- [Task to complete]:
Beneath this task are records; print exactly the stretch of them from the line with "LIFO index recycling." through the line with "stack: the most", both ends included.

- [Raw data]:
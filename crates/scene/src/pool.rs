//! Slot pool with LIFO index recycling.

use tracing::trace;

use crate::handle::{Handle, MAX_INDEX, StorageKind};

/// Growable slot store whose handles carry one [`StorageKind`].
///
/// Destroyed slots go on a free-list that is used as a stack: the most
/// recently freed index is the next one handed out, and the pool only grows
/// when the free-list is empty. The backing store never shrinks.
///
/// A handle must not be used after it has been destroyed. Its index may
/// already belong to a new element.
#[derive(Debug)]
pub struct ResourcePool<T, Tag> {
    kind: StorageKind,
    slots: Vec<Option<T>>,
    free: Vec<u32>,
    _tag: std::marker::PhantomData<fn() -> Tag>,
}

impl<T, Tag> ResourcePool<T, Tag> {
    pub fn new(kind: StorageKind) -> Self {
        Self {
            kind,
            slots: Vec::new(),
            free: Vec::new(),
            _tag: std::marker::PhantomData,
        }
    }

    #[inline]
    pub fn kind(&self) -> StorageKind {
        self.kind
    }

    /// Stores `value`, reusing the most recently freed slot if there is one.
    ///
    /// # Panics
    ///
    /// Panics if the pool would grow past [`MAX_INDEX`].
    pub fn create(&mut self, value: T) -> (Handle<Tag>, &mut T) {
        let index = match self.free.pop() {
            Some(index) => index,
            None => {
                let index = self.slots.len();
                assert!(
                    index <= MAX_INDEX as usize,
                    "{:?} pool exhausted the handle index space",
                    self.kind
                );
                self.slots.push(None);
                index as u32
            }
        };
        trace!("{:?} pool slot {} allocated", self.kind, index);

        let slot = &mut self.slots[index as usize];
        let value = slot.insert(value);
        (Handle::new(index, self.kind), value)
    }

    /// Removes and returns the element, freeing its index for reuse.
    ///
    /// # Panics
    ///
    /// Panics if `handle` belongs to another storage kind or its slot is not live.
    pub fn destroy(&mut self, handle: Handle<Tag>) -> T {
        self.check_kind(handle);
        let index = handle.index();
        let value = self
            .slots
            .get_mut(index as usize)
            .and_then(Option::take)
            .unwrap_or_else(|| panic!("{handle:?} does not refer to a live slot"));
        self.free.push(index);
        trace!("{:?} pool slot {} freed", self.kind, index);
        value
    }

    /// # Panics
    ///
    /// Panics if `handle` belongs to another storage kind or its slot is not live.
    pub fn get(&self, handle: Handle<Tag>) -> &T {
        self.check_kind(handle);
        self.slots
            .get(handle.index() as usize)
            .and_then(Option::as_ref)
            .unwrap_or_else(|| panic!("{handle:?} does not refer to a live slot"))
    }

    /// # Panics
    ///
    /// Same as [`get`](Self::get).
    pub fn get_mut(&mut self, handle: Handle<Tag>) -> &mut T {
        self.check_kind(handle);
        self.slots
            .get_mut(handle.index() as usize)
            .and_then(Option::as_mut)
            .unwrap_or_else(|| panic!("{handle:?} does not refer to a live slot"))
    }

    /// Non-panicking liveness check, for validating caller input.
    pub fn contains(&self, handle: Handle<Tag>) -> bool {
        handle.kind() == self.kind
            && self
                .slots
                .get(handle.index() as usize)
                .is_some_and(Option::is_some)
    }

    /// Live elements in index order.
    pub fn iter(&self) -> impl Iterator<Item = (Handle<Tag>, &T)> + '_ {
        let kind = self.kind;
        self.slots.iter().enumerate().filter_map(move |(index, slot)| {
            slot.as_ref()
                .map(|value| (Handle::new(index as u32, kind), value))
        })
    }

    pub fn len(&self) -> usize {
        self.slots.len() - self.free.len()
    }

    pub fn is_empty(&self) -> bool {
        self.len() == 0
    }

    /// Number of slots ever allocated, live or free.
    pub fn capacity(&self) -> usize {
        self.slots.len()
    }

    fn check_kind(&self, handle: Handle<Tag>) {
        assert_eq!(
            handle.kind(),
            self.kind,
            "{handle:?} used with a {:?} pool",
            self.kind
        );
    }
}

#[cfg(test)]
mod tests {
    use super::*;

    enum Tag {}
    type Pool = ResourcePool<&'static str, Tag>;

    #[test]
    fn test_create_tags_handles() {
        let mut pool = Pool::new(StorageKind::Dynamic);
        let (a, value) = pool.create("a");
        assert_eq!(*value, "a");
        assert_eq!(a.kind(), StorageKind::Dynamic);
        assert_eq!(a.index(), 0);
        assert_eq!(pool.create("b").0.index(), 1);
        assert_eq!(pool.len(), 2);
    }

    #[test]
    fn test_freed_index_reused_before_growth() {
        let mut pool = Pool::new(StorageKind::Static);
        let (a, _) = pool.create("a");
        let (_b, _) = pool.create("b");
        assert_eq!(pool.destroy(a), "a");

        let (c, _) = pool.create("c");
        assert_eq!(c.index(), a.index());
        assert_eq!(pool.capacity(), 2);
        assert_eq!(*pool.get(c), "c");
    }

    #[test]
    fn test_free_list_is_lifo() {
        let mut pool = Pool::new(StorageKind::Static);
        let handles: Vec<_> = ["a", "b", "c"].map(|v| pool.create(v).0).to_vec();
        pool.destroy(handles[0]);
        pool.destroy(handles[2]);

        assert_eq!(pool.create("d").0.index(), 2);
        assert_eq!(pool.create("e").0.index(), 0);
        assert_eq!(pool.create("f").0.index(), 3);
    }

    #[test]
    fn test_live_handles_exclude_destroyed() {
        let mut pool = Pool::new(StorageKind::Static);
        let (a, _) = pool.create("a");
        let (b, _) = pool.create("b");
        pool.destroy(a);

        let live: Vec<_> = pool.iter().map(|(handle, _)| handle).collect();
        assert_eq!(live, vec![b]);
        assert!(!pool.contains(a));
        assert!(pool.contains(b));
        assert_eq!(pool.len(), 1);
    }

    #[test]
    fn test_get_mut_updates_in_place() {
        let mut pool = Pool::new(StorageKind::Static);
        let (a, _) = pool.create("a");
        *pool.get_mut(a) = "z";
        assert_eq!(*pool.get(a), "z");
    }

    #[test]
    #[should_panic(expected = "used with a Static pool")]
    fn test_wrong_kind_panics() {
        let mut pool = Pool::new(StorageKind::Static);
        pool.create("a");
        pool.get(Handle::new(0, StorageKind::Dynamic));
    }

    #[test]
    #[should_panic(expected = "does not refer to a live slot")]
    fn test_double_destroy_panics() {
        let mut pool = Pool::new(StorageKind::Static);
        let (a, _) = pool.create("a");
        pool.destroy(a);
        pool.destroy(a);
    }

    #[test]
    fn test_contains_rejects_other_kind() {
        let mut pool = Pool::new(StorageKind::Static);
        let (a, _) = pool.create("a");
        assert!(!pool.contains(Handle::new(a.index(), StorageKind::Dynamic)));
    }
}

- [Finished exercise]:
//! Slot pool with LIFO index recycling.

use tracing::trace;

use crate::handle::{Handle, MAX_INDEX, StorageKind};

/// Growable slot store whose handles carry one [`StorageKind`].
///
/// Destroyed slots go on a free-list that is used as a stack: the most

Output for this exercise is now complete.